On Wed, Sep 2, 2020 at 5:00 AM Andras Tantos
<python-list at andras.tantosonline.com> wrote:
>
> All,
>
> I'm new here, so please direct me to the right forum, if this is not the
> one...
>
> What I'm trying to do is to call a function, but monitor all the local
> variable accesses within that function. What I thought I would need to
> do, is to |exec| the function with a custom |locals| dictionary.
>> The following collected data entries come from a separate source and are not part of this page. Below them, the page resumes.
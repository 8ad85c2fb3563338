//! Ledger domain errors

use core_kernel::{Amount, AmountError};
use serde::{Deserialize, Serialize};
use std::fmt;
use thiserror::Error;

/// A validation message attached to a form field
///
/// `field` uses the dotted path the form layer binds to, e.g.
/// `lines.2.account`.
#[derive(Debug, Clone, PartialEq, Eq, Serialize, Deserialize)]
pub struct FieldError {
    pub field: String,
    pub message: String,
}

impl FieldError {
    pub fn new(field: impl Into<String>, message: impl Into<String>) -> Self {
        Self {
            field: field.into(),
            message: message.into(),
        }
    }
}

impl fmt::Display for FieldError {
    fn fmt(&self, f: &mut fmt::Formatter<'_>) -> fmt::Result {
        write!(f, "{}: {}", self.field, self.message)
    }
}

fn join_field_errors(errors: &[FieldError]) -> String {
    errors
        .iter()
        .map(ToString::to_string)
        .collect::<Vec<_>>()
        .join("; ")
}

/// Errors that can occur in the ledger domain
#[derive(Debug, Error)]
pub enum LedgerError {
    /// No template with this identifier
    #[error("Template not found: {0}")]
    TemplateNotFound(String),

    /// Two templates share an identifier
    #[error("Duplicate template id: {0}")]
    DuplicateTemplate(String),

    /// Template definition is malformed
    #[error("Invalid template {id}: {reason}")]
    InvalidTemplate { id: String, reason: String },

    /// Debits and credits differ
    #[error("Unbalanced entry: debits={debits}, credits={credits}")]
    UnbalancedEntry { debits: Amount, credits: Amount },

    /// Entry would drop below the minimum number of lines
    #[error("A journal entry needs at least {required} lines, found {actual}")]
    MinimumLines { required: usize, actual: usize },

    /// Line index out of range
    #[error("No journal line at index {0}")]
    LineNotFound(usize),

    /// Form failed validation
    #[error("Validation failed: {}", join_field_errors(.0))]
    Validation(Vec<FieldError>),

    #[error(transparent)]
    Amount(#[from] AmountError),
}

impl LedgerError {
    pub fn invalid_template(id: impl Into<String>, reason: impl Into<String>) -> Self {
        LedgerError::InvalidTemplate {
            id: id.into(),
            reason: reason.into(),
        }
    }

    /// Field errors carried by a validation failure
    pub fn field_errors(&self) -> &[FieldError] {
        match self {
            LedgerError::Validation(errors) => errors,
            _ => &[],
        }
    }
}
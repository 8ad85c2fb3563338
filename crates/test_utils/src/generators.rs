//! Property-Based Test Generators
//!
//! Proptest strategies for totals and for templates whose percentage
//! splits add up to exactly 100 on each side.

use core_kernel::Amount;
use domain_ledger::{Template, TemplateLine};
use proptest::prelude::*;
use rust_decimal::Decimal;

/// Non-negative totals in whole cents, up to ten million
pub fn total_strategy() -> impl Strategy<Value = Amount> {
    (0i64..1_000_000_000i64).prop_map(Amount::from_minor)
}

/// Non-negative totals with up to four decimal places
pub fn precise_total_strategy() -> impl Strategy<Value = Amount> {
    (0i64..100_000_000_000i64).prop_map(|minor| Amount::new(Decimal::new(minor, 4)))
}

/// Percentages with two decimal places that sum to exactly 100
pub fn percentage_split_strategy(max_parts: usize) -> impl Strategy<Value = Vec<Decimal>> {
    proptest::collection::vec(1u32..1000u32, 1..=max_parts).prop_map(|weights| {
        let total: u32 = weights.iter().sum();
        let mut remaining: i64 = 10_000;
        let mut basis_points = Vec::with_capacity(weights.len());
        for (index, weight) in weights.iter().enumerate() {
            let share = if index == weights.len() - 1 {
                remaining
            } else {
                i64::from(*weight) * 10_000 / i64::from(total)
            };
            remaining -= share;
            basis_points.push(share);
        }
        basis_points
            .into_iter()
            .map(|bp| Decimal::new(bp, 2))
            .collect()
    })
}

/// Templates whose debit side and credit side each sum to 100%
pub fn balanced_template_strategy() -> impl Strategy<Value = Template> {
    (percentage_split_strategy(4), percentage_split_strategy(4), any::<bool>()).prop_map(
        |(debits, credits, credits_first)| {
            let debit_lines = debits
                .into_iter()
                .enumerate()
                .map(|(i, pct)| TemplateLine::debit_percent(format!("Debit {}", i), "", pct));
            let credit_lines = credits
                .into_iter()
                .enumerate()
                .map(|(i, pct)| TemplateLine::credit_percent(format!("Credit {}", i), "", pct));

            let lines: Vec<TemplateLine> = if credits_first {
                credit_lines.chain(debit_lines).collect()
            } else {
                debit_lines.chain(credit_lines).collect()
            };
            lines
                .into_iter()
                .fold(Template::new("generated", "Generated", ""), Template::line)
        },
    )
}
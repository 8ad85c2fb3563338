//! Unit tests for the identifier types

use core_kernel::{AccountId, JournalEntryId, TemplateId, TransactionId};
use uuid::Uuid;

mod journal_entry_id_tests {
    use super::*;

    #[test]
    fn test_new_generates_unique_ids() {
        assert_ne!(JournalEntryId::new(), JournalEntryId::new());
    }

    #[test]
    fn test_new_v7_generates_time_ordered_ids() {
        let id1 = JournalEntryId::new_v7();
        std::thread::sleep(std::time::Duration::from_millis(1));
        let id2 = JournalEntryId::new_v7();
        let uuid1: Uuid = id1.into();
        let uuid2: Uuid = id2.into();
        assert!(uuid1 < uuid2);
    }

    #[test]
    fn test_prefix() {
        assert_eq!(JournalEntryId::PREFIX, "JE");
    }

    #[test]
    fn test_from_str_without_prefix() {
        let uuid = Uuid::new_v4();
        let parsed: JournalEntryId = uuid.to_string().parse().unwrap();
        assert_eq!(Uuid::from(parsed), uuid);
    }

    #[test]
    fn test_from_str_invalid() {
        assert!("JE-not-a-uuid".parse::<JournalEntryId>().is_err());
    }
}

mod other_ids {
    use super::*;

    #[test]
    fn test_account_id_round_trip() {
        let original = AccountId::new();
        let parsed: AccountId = original.to_string().parse().unwrap();
        assert_eq!(original, parsed);
        assert!(original.to_string().starts_with("ACC-"));
    }

    #[test]
    fn test_transaction_id_serializes_as_bare_uuid() {
        let id = TransactionId::new();
        let json = serde_json::to_string(&id).unwrap();
        assert_eq!(json, format!("\"{}\"", Uuid::from(id)));
    }

    #[test]
    fn test_template_id_serializes_as_slug() {
        let id = TemplateId::new("vendor-payment");
        assert_eq!(serde_json::to_string(&id).unwrap(), "\"vendor-payment\"");
        assert_eq!(id.as_str(), "vendor-payment");
    }
}
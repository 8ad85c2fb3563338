//! Ledger Domain - Proforma Templates and Double-Entry Validation
//!
//! This crate holds the bookkeeping logic behind the accounting dashboard's
//! forms. Rendering is left to the caller; everything here is a pure
//! function of its inputs or a small piece of form state.
//!
//! # Proforma Expansion
//!
//! A [`ProformaExpander`] is built from a [`TemplateCatalog`] and turns a
//! template id plus a total into ordered [`JournalLine`]s, splitting the
//! total by percentage or fixed amount and placing each value on the debit
//! or credit side.
//!
//! # Balance Validation
//!
//! [`balance::is_balanced`] and [`balance::has_minimum_lines`] gate
//! submission: total debits must equal total credits and an entry needs at
//! least two lines. Empty or unreadable amounts count as zero.
//!
//! # Example
//!
//! ```rust,ignore
//! use domain_ledger::{JournalEntryForm, ProformaExpander};
//!
//! let expander = ProformaExpander::default();
//! let mut form = JournalEntryForm::new();
//! form.apply_template(&expander, "payment", Amount::new(dec!(250.50)));
//! assert!(form.can_submit());
//! ```

pub mod account;
pub mod balance;
pub mod error;
pub mod form;
pub mod journal;
pub mod proforma;
pub mod register;
pub mod transaction;

pub use account::{Account, AccountDraft, AccountType, ChartOfAccounts};
pub use balance::{
    has_minimum_lines, is_balanced, BalanceCheck, BalanceStatus, JournalTotals,
    BALANCE_TOLERANCE, MINIMUM_LINES,
};
pub use error::{FieldError, LedgerError};
pub use form::JournalEntryForm;
pub use journal::{JournalEntry, JournalLine};
pub use proforma::{LineBasis, Polarity, ProformaExpander, Template, TemplateCatalog, TemplateLine};
pub use register::JournalRegister;
pub use transaction::{Transaction, TransactionDraft, TransactionKind, TransactionStatus};
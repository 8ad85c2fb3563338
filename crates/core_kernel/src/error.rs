//! Core error types shared by the ledger crates

use thiserror::Error;
use crate::amount::AmountError;

/// Core error type for the kernel
#[derive(Debug, Error)]
pub enum CoreError {
    #[error("Amount error: {0}")]
    Amount(#[from] AmountError),

    #[error("Configuration error: {0}")]
    Configuration(String),
}

impl CoreError {
    pub fn configuration(message: impl Into<String>) -> Self {
        CoreError::Configuration(message.into())
    }
}
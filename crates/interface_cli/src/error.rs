//! CLI error handling

use core_kernel::{AmountError, CoreError};
use domain_ledger::LedgerError;
use thiserror::Error;

/// Errors surfaced by the preview command
#[derive(Debug, Error)]
pub enum CliError {
    #[error("Configuration error: {0}")]
    Config(#[from] config::ConfigError),

    #[error(transparent)]
    Core(#[from] CoreError),

    #[error("Catalog error: {0}")]
    Catalog(LedgerError),

    #[error(transparent)]
    Ledger(#[from] LedgerError),

    #[error("Invalid amount: {0}")]
    Amount(#[from] AmountError),

    #[error("Serialization error: {0}")]
    Json(#[from] serde_json::Error),
}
The
> code below attempts to do it.
>
> |classMySymbolTable(dict):defset_type(self,t):self.type =t
> def__getitem__(self,key):print(f"Requesting key {key} from {self.type}
> table")returnsuper().__getitem__(key)def__setitem__(self,key,value):print(f"Setting
> key {key} from {self.type} table to value
> {value}")returnsuper().__setitem__(key,value)defmylocals(func):defwrapper(*args,**kwargs):loc
> =MySymbolTable()glob
> =MySymbolTable(globals())loc.set_type("local")glob.set_type("global")exec(func.__code__,glob,loc)returnwrapper
> @mylocalsdeffun1():print(f"fun1 with locals: {type(locals())} and
> globals: {type(globals())}")a =1b =2c =3a =b c =5fun1()|

Your code's messed up in the post, so I'm guessing on how this is
actually meant to be written. Most of your whitespace has been
destroyed.

> That is to say, global accesses are redirected to my custom dict, but
> local assignments are not. You can even see that in the types of the two
> objects printed in the last line.
>
> My hunch is that since I'm using the functions |__code__| member, I end
> up executing pre-compiled byte-code which has already assumptions about
> the locals dict built into it.

Yes; and furthermore, CPython generally doesn't even use a dictionary
for a function's locals. Instead, it uses cells in a special array;
you can poke around with this by disassembling the code (see the
built-in "dis" module for details) and looking at the
LOAD_FAST/STORE_FAST opcodes.

You might be able to mess with this by using a closure, but local
variable references are generally considered to be an implementation
detail of the function, and it's not going to be easy to mess with
them from the outside reliably. What's the goal here?